# Available data
/---
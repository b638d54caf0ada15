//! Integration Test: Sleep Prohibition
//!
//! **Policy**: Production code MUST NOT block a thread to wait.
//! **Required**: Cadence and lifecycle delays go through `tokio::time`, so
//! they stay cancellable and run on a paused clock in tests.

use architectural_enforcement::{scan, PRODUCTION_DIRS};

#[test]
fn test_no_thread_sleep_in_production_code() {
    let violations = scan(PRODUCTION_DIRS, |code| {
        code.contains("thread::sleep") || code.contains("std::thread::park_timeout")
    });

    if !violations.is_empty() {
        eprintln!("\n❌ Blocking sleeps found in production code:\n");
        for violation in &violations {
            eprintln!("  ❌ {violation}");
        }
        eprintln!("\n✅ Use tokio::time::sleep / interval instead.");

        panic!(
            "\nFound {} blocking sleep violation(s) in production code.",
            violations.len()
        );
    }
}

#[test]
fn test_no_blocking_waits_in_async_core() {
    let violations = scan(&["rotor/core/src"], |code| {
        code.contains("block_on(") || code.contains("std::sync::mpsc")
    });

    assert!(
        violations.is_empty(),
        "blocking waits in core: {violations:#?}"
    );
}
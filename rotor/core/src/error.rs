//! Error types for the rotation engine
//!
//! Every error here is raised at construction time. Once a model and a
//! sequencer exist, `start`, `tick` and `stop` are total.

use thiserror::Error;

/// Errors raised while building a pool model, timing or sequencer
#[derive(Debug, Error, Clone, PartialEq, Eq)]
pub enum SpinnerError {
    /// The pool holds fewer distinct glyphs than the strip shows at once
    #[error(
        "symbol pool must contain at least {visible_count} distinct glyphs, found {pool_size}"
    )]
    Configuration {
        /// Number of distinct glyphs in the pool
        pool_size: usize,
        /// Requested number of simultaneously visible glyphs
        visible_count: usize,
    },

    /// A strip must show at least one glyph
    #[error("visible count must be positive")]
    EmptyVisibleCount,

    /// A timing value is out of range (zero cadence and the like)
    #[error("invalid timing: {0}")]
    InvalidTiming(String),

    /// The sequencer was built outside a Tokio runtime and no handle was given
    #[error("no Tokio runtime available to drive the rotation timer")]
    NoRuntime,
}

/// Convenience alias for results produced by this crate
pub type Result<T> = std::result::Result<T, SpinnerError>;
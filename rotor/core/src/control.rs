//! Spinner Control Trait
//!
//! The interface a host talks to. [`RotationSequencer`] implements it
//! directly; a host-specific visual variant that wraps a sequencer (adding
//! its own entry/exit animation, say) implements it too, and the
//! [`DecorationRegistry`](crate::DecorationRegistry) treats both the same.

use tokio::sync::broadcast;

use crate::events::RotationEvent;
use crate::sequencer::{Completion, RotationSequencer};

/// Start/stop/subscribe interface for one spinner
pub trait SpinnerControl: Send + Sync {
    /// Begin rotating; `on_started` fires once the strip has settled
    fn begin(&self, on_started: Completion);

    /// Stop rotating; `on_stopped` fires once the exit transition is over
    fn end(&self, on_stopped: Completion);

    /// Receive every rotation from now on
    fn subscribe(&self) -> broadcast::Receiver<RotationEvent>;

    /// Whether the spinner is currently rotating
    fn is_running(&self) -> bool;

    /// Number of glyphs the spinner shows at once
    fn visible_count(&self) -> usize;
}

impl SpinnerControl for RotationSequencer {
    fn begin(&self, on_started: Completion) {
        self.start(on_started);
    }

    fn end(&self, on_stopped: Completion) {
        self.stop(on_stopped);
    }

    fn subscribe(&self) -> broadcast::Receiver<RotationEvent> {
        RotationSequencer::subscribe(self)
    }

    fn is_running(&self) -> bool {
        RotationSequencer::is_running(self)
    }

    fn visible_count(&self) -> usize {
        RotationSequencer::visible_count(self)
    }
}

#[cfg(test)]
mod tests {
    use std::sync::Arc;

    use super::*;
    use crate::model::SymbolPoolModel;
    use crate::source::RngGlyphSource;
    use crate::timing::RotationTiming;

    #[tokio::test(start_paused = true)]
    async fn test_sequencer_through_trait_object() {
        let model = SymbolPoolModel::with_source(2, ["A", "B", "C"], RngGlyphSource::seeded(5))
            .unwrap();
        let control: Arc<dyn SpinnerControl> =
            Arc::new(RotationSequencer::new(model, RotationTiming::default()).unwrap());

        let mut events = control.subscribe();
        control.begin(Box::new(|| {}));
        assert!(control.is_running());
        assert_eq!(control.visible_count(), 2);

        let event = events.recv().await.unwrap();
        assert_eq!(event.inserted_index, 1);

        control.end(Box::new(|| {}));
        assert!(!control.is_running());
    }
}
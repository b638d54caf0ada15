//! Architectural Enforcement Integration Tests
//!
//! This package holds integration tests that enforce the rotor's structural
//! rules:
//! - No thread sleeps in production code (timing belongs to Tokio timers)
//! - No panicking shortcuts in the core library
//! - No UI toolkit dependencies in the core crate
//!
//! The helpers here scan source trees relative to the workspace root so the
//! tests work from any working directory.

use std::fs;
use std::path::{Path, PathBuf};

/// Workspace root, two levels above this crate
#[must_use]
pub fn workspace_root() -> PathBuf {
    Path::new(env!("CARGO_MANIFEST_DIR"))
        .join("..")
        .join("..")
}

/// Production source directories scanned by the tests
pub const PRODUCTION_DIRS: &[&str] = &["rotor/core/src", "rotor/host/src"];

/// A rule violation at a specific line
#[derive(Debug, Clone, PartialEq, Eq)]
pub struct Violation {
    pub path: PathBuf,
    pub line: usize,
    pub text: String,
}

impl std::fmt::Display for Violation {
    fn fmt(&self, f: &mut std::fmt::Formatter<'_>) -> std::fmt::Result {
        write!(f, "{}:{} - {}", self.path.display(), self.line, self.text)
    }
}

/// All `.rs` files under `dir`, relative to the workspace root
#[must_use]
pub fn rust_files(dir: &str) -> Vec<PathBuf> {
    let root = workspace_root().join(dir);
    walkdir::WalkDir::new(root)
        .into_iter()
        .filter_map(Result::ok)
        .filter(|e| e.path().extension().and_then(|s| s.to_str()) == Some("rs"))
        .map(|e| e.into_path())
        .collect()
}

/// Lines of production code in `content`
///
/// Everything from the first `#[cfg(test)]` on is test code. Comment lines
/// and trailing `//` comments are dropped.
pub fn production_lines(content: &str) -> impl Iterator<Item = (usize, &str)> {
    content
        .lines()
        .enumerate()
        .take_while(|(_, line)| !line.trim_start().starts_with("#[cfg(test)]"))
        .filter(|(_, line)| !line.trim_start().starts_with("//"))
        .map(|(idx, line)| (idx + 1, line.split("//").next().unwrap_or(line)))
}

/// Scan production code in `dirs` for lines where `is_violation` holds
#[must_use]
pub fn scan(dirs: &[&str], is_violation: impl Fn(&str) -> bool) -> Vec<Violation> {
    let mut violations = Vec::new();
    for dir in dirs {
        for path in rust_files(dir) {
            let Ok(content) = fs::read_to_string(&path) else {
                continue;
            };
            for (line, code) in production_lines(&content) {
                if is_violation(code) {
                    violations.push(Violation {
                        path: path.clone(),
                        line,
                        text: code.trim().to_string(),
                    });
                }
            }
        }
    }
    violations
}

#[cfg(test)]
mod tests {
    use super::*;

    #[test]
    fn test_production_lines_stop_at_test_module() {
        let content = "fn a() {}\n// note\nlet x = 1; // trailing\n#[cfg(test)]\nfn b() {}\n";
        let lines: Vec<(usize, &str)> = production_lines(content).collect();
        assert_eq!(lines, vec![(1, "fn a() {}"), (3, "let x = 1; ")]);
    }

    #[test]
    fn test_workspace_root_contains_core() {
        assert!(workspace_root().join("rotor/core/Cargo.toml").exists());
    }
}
\---
# Task statement
Repeat the data above exactly.

# Response to this task
repository b638d54caf0ada15
//! Integration Test: Sleep Prohibition
//!
//! **Policy**: Production code MUST NOT block a thread to wait.
//! **Required**: Cadence and lifecycle delays go through `tokio::time`, so
//! they stay cancellable and run on a paused clock in tests.

use architectural_enforcement::{scan, PRODUCTION_DIRS};

#[test]
fn test_no_thread_sleep_in_production_code() {
    let violations = scan(PRODUCTION_DIRS, |code| {
        code.contains("thread::sleep") || code.contains("std::thread::park_timeout")
    });

    if !violations.is_empty() {
        eprintln!("\n❌ Blocking sleeps found in production code:\n");
        for violation in &violations {
            eprintln!("  ❌ {violation}");
        }
        eprintln!("\n✅ Use tokio::time::sleep / interval instead.");

        panic!(
            "\nFound {} blocking sleep violation(s) in production code.",
            violations.len()
        );
    }
}

#[test]
fn test_no_blocking_waits_in_async_core() {
    let violations = scan(&["rotor/core/src"], |code| {
        code.contains("block_on(") || code.contains("std::sync::mpsc")
    });

    assert!(
        violations.is_empty(),
        "blocking waits in core: {violations:#?}"
    );
}
filename rotor/core/src/error.rs
//! Error types for the rotation engine
//!
//! Every error here is raised at construction time. Once a model and a
//! sequencer exist, `start`, `tick` and `stop` are total.

use thiserror::Error;

/// Errors raised while building a pool model, timing or sequencer
#[derive(Debug, Error, Clone, PartialEq, Eq)]
pub enum SpinnerError {
    /// The pool holds fewer distinct glyphs than the strip shows at once
    #[error(
        "symbol pool must contain at least {visible_count} distinct glyphs, found {pool_size}"
    )]
    Configuration {
        /// Number of distinct glyphs in the pool
        pool_size: usize,
        /// Requested number of simultaneously visible glyphs
        visible_count: usize,
    },

    /// A strip must show at least one glyph
    #[error("visible count must be positive")]
    EmptyVisibleCount,

    /// A timing value is out of range (zero cadence and the like)
    #[error("invalid timing: {0}")]
    InvalidTiming(String),

    /// The sequencer was built outside a Tokio runtime and no handle was given
    #[error("no Tokio runtime available to drive the rotation timer")]
    NoRuntime,
}

/// Convenience alias for results produced by this crate
pub type Result<T> = std::result::Result<T, SpinnerError>;
filename rotor/core/src/control.rs
//! Spinner Control Trait
//!
//! The interface a host talks to. [`RotationSequencer`] implements it
//! directly; a host-specific visual variant that wraps a sequencer (adding
//! its own entry/exit animation, say) implements it too, and the
//! [`DecorationRegistry`](crate::DecorationRegistry) treats both the same.

use tokio::sync::broadcast;

use crate::events::RotationEvent;
use crate::sequencer::{Completion, RotationSequencer};

/// Start/stop/subscribe interface for one spinner
pub trait SpinnerControl: Send + Sync {
    /// Begin rotating; `on_started` fires once the strip has settled
    fn begin(&self, on_started: Completion);

    /// Stop rotating; `on_stopped` fires once the exit transition is over
    fn end(&self, on_stopped: Completion);

    /// Receive every rotation from now on
    fn subscribe(&self) -> broadcast::Receiver<RotationEvent>;

    /// Whether the spinner is currently rotating
    fn is_running(&self) -> bool;

    /// Number of glyphs the spinner shows at once
    fn visible_count(&self) -> usize;
}

impl SpinnerControl for RotationSequencer {
    fn begin(&self, on_started: Completion) {
        self.start(on_started);
    }

    fn end(&self, on_stopped: Completion) {
        self.stop(on_stopped);
    }

    fn subscribe(&self) -> broadcast::Receiver<RotationEvent> {
        RotationSequencer::subscribe(self)
    }

    fn is_running(&self) -> bool {
        RotationSequencer::is_running(self)
    }

    fn visible_count(&self) -> usize {
        RotationSequencer::visible_count(self)
    }
}

#[cfg(test)]
mod tests {
    use std::sync::Arc;

    use super::*;
    use crate::model::SymbolPoolModel;
    use crate::source::RngGlyphSource;
    use crate::timing::RotationTiming;

    #[tokio::test(start_paused = true)]
    async fn test_sequencer_through_trait_object() {
        let model = SymbolPoolModel::with_source(2, ["A", "B", "C"], RngGlyphSource::seeded(5))
            .unwrap();
        let control: Arc<dyn SpinnerControl> =
            Arc::new(RotationSequencer::new(model, RotationTiming::default()).unwrap());

        let mut events = control.subscribe();
        control.begin(Box::new(|| {}));
        assert!(control.is_running());
        assert_eq!(control.visible_count(), 2);

        let event = events.recv().await.unwrap();
        assert_eq!(event.inserted_index, 1);

        control.end(Box::new(|| {}));
        assert!(!control.is_running());
    }
}
repository b638d54caf0ada15
//! Architectural Enforcement Integration Tests
//!
//! This package holds integration tests that enforce the rotor's structural
//! rules:
//! - No thread sleeps in production code (timing belongs to Tokio timers)
//! - No panicking shortcuts in the core library
//! - No UI toolkit dependencies in the core crate
//!
//! The helpers here scan source trees relative to the workspace root so the
//! tests work from any working directory.

use std::fs;
use std::path::{Path, PathBuf};

/// Workspace root, two levels above this crate
#[must_use]
pub fn workspace_root() -> PathBuf {
    Path::new(env!("CARGO_MANIFEST_DIR"))
        .join("..")
        .join("..")
}

/// Production source directories scanned by the tests
pub const PRODUCTION_DIRS: &[&str] = &["rotor/core/src", "rotor/host/src"];

/// A rule violation at a specific line
#[derive(Debug, Clone, PartialEq, Eq)]
pub struct Violation {
    pub path: PathBuf,
    pub line: usize,
    pub text: String,
}

impl std::fmt::Display for Violation {
    fn fmt(&self, f: &mut std::fmt::Formatter<'_>) -> std::fmt::Result {
        write!(f, "{}:{} - {}", self.path.display(), self.line, self.text)
    }
}

/// All `.rs` files under `dir`, relative to the workspace root
#[must_use]
pub fn rust_files(dir: &str) -> Vec<PathBuf> {
    let root = workspace_root().join(dir);
    walkdir::WalkDir::new(root)
        .into_iter()
        .filter_map(Result::ok)
        .filter(|e| e.path().extension().and_then(|s| s.to_str()) == Some("rs"))
        .map(|e| e.into_path())
        .collect()
}

/// Lines of production code in `content`
///
/// Everything from the first `#[cfg(test)]` on is test code. Comment lines
/// and trailing `//` comments are dropped.
pub fn production_lines(content: &str) -> impl Iterator<Item = (usize, &str)> {
    content
        .lines()
        .enumerate()
        .take_while(|(_, line)| !line.trim_start().starts_with("#[cfg(test)]"))
        .filter(|(_, line)| !line.trim_start().starts_with("//"))
        .map(|(idx, line)| (idx + 1, line.split("//").next().unwrap_or(line)))
}

/// Scan production code in `dirs` for lines where `is_violation` holds
#[must_use]
pub fn scan(dirs: &[&str], is_violation: impl Fn(&str) -> bool) -> Vec<Violation> {
    let mut violations = Vec::new();
    for dir in dirs {
        for path in rust_files(dir) {
            let Ok(content) = fs::read_to_string(&path) else {
                continue;
            };
            for (line, code) in production_lines(&content) {
                if is_violation(code) {
                    violations.push(Violation {
                        path: path.clone(),
                        line,
                        text: code.trim().to_string(),
                    });
                }
            }
        }
    }
    violations
}

#[cfg(test)]
mod tests {
    use super::*;

    #[test]
    fn test_production_lines_stop_at_test_module() {
        let content = "fn a() {}\n// note\nlet x = 1; // trailing\n#[cfg(test)]\nfn b() {}\n";
        let lines: Vec<(usize, &str)> = production_lines(content).collect();
        assert_eq!(lines, vec![(1, "fn a() {}"), (3, "let x = 1; ")]);
    }

    #[test]
    fn test_workspace_root_contains_core() {
        assert!(workspace_root().join("rotor/core/Cargo.toml").exists());
    }
}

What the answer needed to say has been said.